Try it: Could you please output all of the records exactly?

Material provided:

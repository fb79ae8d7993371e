use std::io::{self, Write};

use crate::controllers::data::summaries::{ModelSummary, ScalingSummary};
use crate::controllers::ports::report_presenter::ReportPresenterPort;
use crate::core::actions::measure_scaling::report::FailureStage;
use crate::core::actions::measure_scaling::speedup_model::{ModelPrediction, SpeedupModel};

/// Fixed-width text tables for terminals.
#[derive(Debug, Default, Clone, Copy)]
pub struct TableReportPresenter {}

fn optional(value: Option<f64>, precision: usize) -> String {
    value.map_or_else(|| "-".to_string(), |v| format!("{v:.precision$}"))
}

impl TableReportPresenter {
    fn write_model(
        model: &SpeedupModel,
        predictions: &[ModelPrediction],
        out: &mut dyn Write,
    ) -> io::Result<()> {
        writeln!(
            out,
            "serial fraction S = {:.4}, parallel fraction P = {:.4}",
            model.serial_fraction(),
            model.parallel_fraction()
        )?;
        writeln!(out)?;
        writeln!(out, "{:>7}  {:>10}  {:>10}", "workers", "amdahl", "gustafson")?;

        for prediction in predictions {
            writeln!(
                out,
                "{:>7}  {:>10.4}  {:>10.4}",
                prediction.workers, prediction.amdahl, prediction.gustafson
            )?;
        }

        Ok(())
    }
}

impl ReportPresenterPort for TableReportPresenter {
    fn present_scaling(&self, summary: &ScalingSummary, out: &mut dyn Write) -> io::Result<()> {
        let report = &summary.report;

        writeln!(
            out,
            "{} scaling, max iterations {}, base size {}x{}",
            report.protocol, report.max_iterations, report.base_width, report.base_height
        )?;
        if let Some(serial) = report.serial_mean_secs {
            writeln!(out, "serial baseline: {serial:.4} s")?;
        }
        writeln!(out)?;
        writeln!(
            out,
            "{:>7}  {:>6}  {:>7}  {:>10}  {:>10}  {:>10}  {:>8}  {:>8}  {:>9}",
            "workers", "width", "height", "serial s", "mean s", "std dev s", "speedup", "amdahl", "gustafson"
        )?;

        for entry in &report.entries {
            let n = entry.worker_count as f64;
            let (amdahl, gustafson) = summary
                .model
                .map_or((None, None), |m| (Some(m.amdahl(n)), Some(m.gustafson(n))));

            writeln!(
                out,
                "{:>7}  {:>6}  {:>7}  {:>10}  {:>10.4}  {:>10.4}  {:>8}  {:>8}  {:>9}",
                entry.worker_count,
                entry.width,
                entry.height,
                optional(entry.baseline_secs, 4),
                entry.mean_secs,
                entry.std_dev_secs,
                optional(entry.speedup, 3),
                optional(amdahl, 3),
                optional(gustafson, 3),
            )?;
        }

        if !report.failures.is_empty() {
            writeln!(out)?;
            writeln!(out, "failed configurations:")?;

            for failure in &report.failures {
                let stage = match failure.stage {
                    FailureStage::Baseline => "serial baseline",
                    FailureStage::Parallel => "parallel",
                };
                let workers = failure
                    .worker_count
                    .map_or_else(|| "-".to_string(), |n| n.to_string());
                writeln!(
                    out,
                    "  workers {workers}, {}x{}, {stage}: {}",
                    failure.width, failure.height, failure.error
                )?;
            }
        }

        writeln!(out)?;
        match (&summary.model, summary.reference_workers) {
            (Some(model), Some(reference)) => {
                writeln!(out, "model fitted at {reference} workers")?;
                Self::write_model(model, &summary.predictions, out)
            }
            _ => writeln!(out, "no model: no configuration has both serial and parallel timings"),
        }
    }

    fn present_model(&self, summary: &ModelSummary, out: &mut dyn Write) -> io::Result<()> {
        writeln!(
            out,
            "serial {:.4} s, parallel {:.4} s with {} workers",
            summary.serial_time, summary.parallel_time, summary.workers
        )?;
        Self::write_model(&summary.model, &summary.predictions, out)
    }
}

Solution:
repository fb79ae8d7993371e
use std::io::{self, Write};

use crate::controllers::data::summaries::{ModelSummary, ScalingSummary};
use crate::controllers::ports::report_presenter::ReportPresenterPort;
use crate::core::actions::measure_scaling::report::FailureStage;
use crate::core::actions::measure_scaling::speedup_model::{ModelPrediction, SpeedupModel};

/// Fixed-width text tables for terminals.
#[derive(Debug, Default, Clone, Copy)]
pub struct TableReportPresenter {}

fn optional(value: Option<f64>, precision: usize) -> String {
    value.map_or_else(|| "-".to_string(), |v| format!("{v:.precision$}"))
}

impl TableReportPresenter {
    fn write_model(
        model: &SpeedupModel,
        predictions: &[ModelPrediction],
        out: &mut dyn Write,
    ) -> io::Result<()> {
        writeln!(
            out,
            "serial fraction S = {:.4}, parallel fraction P = {:.4}",
            model.serial_fraction(),
            model.parallel_fraction()
        )?;
        writeln!(out)?;
        writeln!(out, "{:>7}  {:>10}  {:>10}", "workers", "amdahl", "gustafson")?;

        for prediction in predictions {
            writeln!(
                out,
                "{:>7}  {:>10.4}  {:>10.4}",
                prediction.workers, prediction.amdahl, prediction.gustafson
            )?;
        }

        Ok(())
    }
}

impl ReportPresenterPort for TableReportPresenter {
    fn present_scaling(&self, summary: &ScalingSummary, out: &mut dyn Write) -> io::Result<()> {
        let report = &summary.report;

        writeln!(
            out,
            "{} scaling, max iterations {}, base size {}x{}",
            report.protocol, report.max_iterations, report.base_width, report.base_height
        )?;
        if let Some(serial) = report.serial_mean_secs {
            writeln!(out, "serial baseline: {serial:.4} s")?;
        }
        writeln!(out)?;
        writeln!(
            out,
            "{:>7}  {:>6}  {:>7}  {:>10}  {:>10}  {:>10}  {:>8}  {:>8}  {:>9}",
            "workers", "width", "height", "serial s", "mean s", "std dev s", "speedup", "amdahl", "gustafson"
        )?;

        for entry in &report.entries {
            let n = entry.worker_count as f64;
            let (amdahl, gustafson) = summary
                .model
                .map_or((None, None), |m| (Some(m.amdahl(n)), Some(m.gustafson(n))));

            writeln!(
                out,
                "{:>7}  {:>6}  {:>7}  {:>10}  {:>10.4}  {:>10.4}  {:>8}  {:>8}  {:>9}",
                entry.worker_count,
                entry.width,
                entry.height,
                optional(entry.baseline_secs, 4),
                entry.mean_secs,
                entry.std_dev_secs,
                optional(entry.speedup, 3),
                optional(amdahl, 3),
                optional(gustafson, 3),
            )?;
        }

        if !report.failures.is_empty() {
            writeln!(out)?;
            writeln!(out, "failed configurations:")?;

            for failure in &report.failures {
                let stage = match failure.stage {
                    FailureStage::Baseline => "serial baseline",
                    FailureStage::Parallel => "parallel",
                };
                let workers = failure
                    .worker_count
                    .map_or_else(|| "-".to_string(), |n| n.to_string());
                writeln!(
                    out,
                    "  workers {workers}, {}x{}, {stage}: {}",
                    failure.width, failure.height, failure.error
                )?;
            }
        }

        writeln!(out)?;
        match (&summary.model, summary.reference_workers) {
            (Some(model), Some(reference)) => {
                writeln!(out, "model fitted at {reference} workers")?;
                Self::write_model(model, &summary.predictions, out)
            }
            _ => writeln!(out, "no model: no configuration has both serial and parallel timings"),
        }
    }

    fn present_model(&self, summary: &ModelSummary, out: &mut dyn Write) -> io::Result<()> {
        writeln!(
            out,
            "serial {:.4} s, parallel {:.4} s with {} workers",
            summary.serial_time, summary.parallel_time, summary.workers
        )?;
        Self::write_model(&summary.model, &summary.predictions, out)
    }
}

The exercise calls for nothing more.